Mari Maurstad (born 17 March 1957) is a Norwegian actress. She debuted at Nationaltheatret (the National Theatre) in 1981, and has worked there since. Here she has had roles such as Polly in Brecht's The Threepenny Opera, and Mrs. Sørby in Ibsen's The Wild Duck. She has also acted in outdoor performances of Ibsen's Peer Gynt, and in several one-woman shows. In film and television she is best known for her roles in Drømmeslottet (1986) and Pilen flyttebyrå (TV, 1987).
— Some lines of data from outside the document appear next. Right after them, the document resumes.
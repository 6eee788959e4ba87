//! Markup for the asset editor: the create/edit form and the asset table.

use maud::{Markup, html};

use crate::{
    alert::Alert,
    asset::{Asset, AssetField},
    editor::Editor,
    endpoints::{self, format_endpoint},
    html::{
        ALERT_TARGET, BUTTON_DELETE_STYLE, BUTTON_EDIT_STYLE, BUTTON_PRIMARY_STYLE,
        BUTTON_SECONDARY_STYLE, FORM_LABEL_STYLE, FORM_TEXT_INPUT_STYLE, LINK_STYLE,
        PAGE_CONTAINER_STYLE, TABLE_CELL_STYLE, TABLE_HEADER_STYLE, TABLE_ROW_STYLE, base,
        loading_spinner,
    },
    store::StoreSnapshot,
};

/// The id of the element that action responses replace.
pub const ASSET_EDITOR_ID: &str = "asset-editor";

/// The CSS selector for [ASSET_EDITOR_ID].
const ASSET_EDITOR_TARGET: &str = "#asset-editor";

/// The inputs shown in the form, in display order.
const FORM_INPUTS: [FormInput; 5] = [
    FormInput {
        field: AssetField::DealerId,
        label: "Dealer ID",
        required: true,
    },
    FormInput {
        field: AssetField::Msisdn,
        label: "MSISDN",
        required: true,
    },
    FormInput {
        field: AssetField::Mpin,
        label: "MPIN",
        required: true,
    },
    FormInput {
        field: AssetField::Balance,
        label: "Balance",
        required: true,
    },
    FormInput {
        field: AssetField::Remarks,
        label: "Remarks",
        required: false,
    },
];

struct FormInput {
    field: AssetField,
    label: &'static str,
    required: bool,
}

/// The full page: the editor wrapped in the base layout.
pub fn assets_page_view(snapshot: &StoreSnapshot, editor: &Editor) -> Markup {
    let content = html!(
        main class=(PAGE_CONTAINER_STYLE)
        {
            (asset_editor_view(snapshot, editor))
        }
    );

    base("Assets", &content)
}

/// The part of the page that is re-rendered after every action.
pub fn asset_editor_view(snapshot: &StoreSnapshot, editor: &Editor) -> Markup {
    html!(
        div id=(ASSET_EDITOR_ID) class="w-full max-w-5xl space-y-8"
        {
            h1 class="text-2xl font-bold" { "Asset Tracker" }

            @if let Some(error) = &snapshot.error {
                div id="refresh-error"
                {
                    (Alert::error("Could not load assets", error).into_html())
                }
            }

            (asset_form_view(editor))

            (asset_list_view(snapshot))
        }
    )
}

fn asset_form_view(editor: &Editor) -> Markup {
    let is_editing = editor.is_editing();
    let draft = editor.asset();
    let (title, submit_text) = if is_editing {
        ("Edit Asset", "Update Asset")
    } else {
        ("Create New Asset", "Create Asset")
    };

    html!(
        section class="p-4 border rounded-lg border-gray-300 dark:border-gray-600"
        {
            h2 class="text-xl font-semibold mb-2" { (title) }

            form
                hx-post=(endpoints::SUBMIT_DRAFT)
                hx-target=(ASSET_EDITOR_TARGET)
                hx-swap="outerHTML"
                hx-target-error=(ALERT_TARGET)
                data-mode=(if is_editing { "edit" } else { "create" })
                class="grid grid-cols-1 md:grid-cols-2 gap-4"
            {
                @for input in &FORM_INPUTS {
                    (form_input_view(input, draft, is_editing))
                }

                div class="md:col-span-2 flex justify-end gap-2"
                {
                    @if is_editing {
                        button
                            type="button"
                            hx-post=(endpoints::CANCEL_DRAFT)
                            hx-target=(ASSET_EDITOR_TARGET)
                            hx-swap="outerHTML"
                            hx-target-error=(ALERT_TARGET)
                            class=(BUTTON_SECONDARY_STYLE)
                        {
                            "Cancel Edit"
                        }
                    }

                    button type="submit" class=(BUTTON_PRIMARY_STYLE) { (submit_text) }
                }
            }
        }
    )
}

fn form_input_view(input: &FormInput, draft: &Asset, is_editing: bool) -> Markup {
    let name = input.field.name();
    // The dealer ID addresses the asset being edited.
    let disabled = is_editing && input.field == AssetField::DealerId;
    let wrapper_style = if input.field == AssetField::Remarks {
        "md:col-span-2"
    } else {
        ""
    };

    html!(
        div class=(wrapper_style)
        {
            label for=(name) class=(FORM_LABEL_STYLE) { (input.label) }

            input
                id=(name)
                type="text"
                name=(name)
                placeholder=(input.label)
                value=(draft.field(input.field))
                required[input.required]
                disabled[disabled]
                hx-put=(endpoints::DRAFT)
                hx-trigger="change"
                hx-swap="none"
                hx-target-error=(ALERT_TARGET)
                class=(FORM_TEXT_INPUT_STYLE);
        }
    )
}

fn asset_list_view(snapshot: &StoreSnapshot) -> Markup {
    html!(
        section class="space-y-4"
        {
            header class="flex justify-between flex-wrap items-end"
            {
                h2 class="text-xl font-semibold" { "Assets on Ledger" }

                button
                    type="button"
                    hx-post=(endpoints::REFRESH_ASSETS)
                    hx-target=(ASSET_EDITOR_TARGET)
                    hx-swap="outerHTML"
                    hx-target-error=(ALERT_TARGET)
                    class=(LINK_STYLE)
                {
                    "Reload"
                }
            }

            @if snapshot.loading {
                // Poll until the refresh started elsewhere settles.
                p
                    id="assets-loading"
                    hx-get=(endpoints::ASSETS_VIEW)
                    hx-trigger="load delay:1s"
                    hx-select=(ASSET_EDITOR_TARGET)
                    hx-target=(ASSET_EDITOR_TARGET)
                    hx-swap="outerHTML"
                {
                    (loading_spinner())
                    "Loading assets..."
                }
            } @else {
                (asset_table_view(&snapshot.assets))
            }
        }
    )
}

fn asset_table_view(assets: &[Asset]) -> Markup {
    html!(
        div class="overflow-x-auto"
        {
            table class="w-full text-sm text-left rtl:text-right text-gray-500 dark:text-gray-400"
            {
                thead class=(TABLE_HEADER_STYLE)
                {
                    tr
                    {
                        th scope="col" class=(TABLE_CELL_STYLE) { "Dealer ID" }
                        th scope="col" class=(TABLE_CELL_STYLE) { "MSISDN" }
                        th scope="col" class=(TABLE_CELL_STYLE) { "Balance" }
                        th scope="col" class=(TABLE_CELL_STYLE) { "Status" }
                        th scope="col" class=(TABLE_CELL_STYLE) { "Remarks" }
                        th scope="col" class=(TABLE_CELL_STYLE) { "Actions" }
                    }
                }

                tbody
                {
                    @for asset in assets {
                        (asset_row_view(asset))
                    }

                    @if assets.is_empty() {
                        tr
                        {
                            td
                                colspan="6"
                                class="px-6 py-4 text-center text-gray-500 dark:text-gray-400"
                            {
                                "No assets found. Create an asset with the form above."
                            }
                        }
                    }
                }
            }
        }
    )
}

fn asset_row_view(asset: &Asset) -> Markup {
    let edit_url = format_endpoint(endpoints::EDIT_ASSET, &asset.dealer_id);
    let delete_url = format_endpoint(endpoints::DELETE_ASSET, &asset.dealer_id);

    html!(
        tr class=(TABLE_ROW_STYLE) data-dealer-id=(asset.dealer_id)
        {
            th
                scope="row"
                class="px-6 py-4 font-medium text-gray-900 whitespace-nowrap dark:text-white"
            {
                (asset.dealer_id)
            }
            td class=(TABLE_CELL_STYLE) { (asset.msisdn) }
            td class=(TABLE_CELL_STYLE) { (asset.balance) }
            td class=(TABLE_CELL_STYLE) { (asset.status) }
            td class=(TABLE_CELL_STYLE) { (asset.remarks) }
            td class=(TABLE_CELL_STYLE)
            {
                div class="flex gap-4"
                {
                    button
                        type="button"
                        hx-post=(edit_url)
                        hx-target=(ASSET_EDITOR_TARGET)
                        hx-swap="outerHTML"
                        hx-target-error=(ALERT_TARGET)
                        class=(BUTTON_EDIT_STYLE)
                    {
                        "Edit"
                    }

                    button
                        type="button"
                        hx-delete=(delete_url)
                        hx-target=(ASSET_EDITOR_TARGET)
                        hx-swap="outerHTML"
                        hx-target-error=(ALERT_TARGET)
                        class=(BUTTON_DELETE_STYLE)
                    {
                        "Delete"
                    }
                }
            }
        }
    )
}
Maurstad took part in the reality show Skal vi danse (based on "Strictly Come Dancing") in 2007.

== Biography ==
She was born on 17 March 1957 to Norwegian actor Alfred Maurstad and his second wife Gro Scott-Ruud (born 8 January 1928), the daughter of Gunnar Scott-Ruud (1897–1953), a painter and cartographer and Marie Andersen (1900–1971), singing teacher and secretary.

==Dubbing roles==
For Disney, she is best known for dubbing Daisy Duck and Huey, Dewey, and Louie in various Norwegian Disney productions, and Shenzi in The Lion King.

==Personal life==
Mari Maurstad's father was the Norwegian actor Alfred Maurstad, and the actor Toralv Maurstad is her half-brother. She is married to cellist Aage Kvalbein; the couple have three children.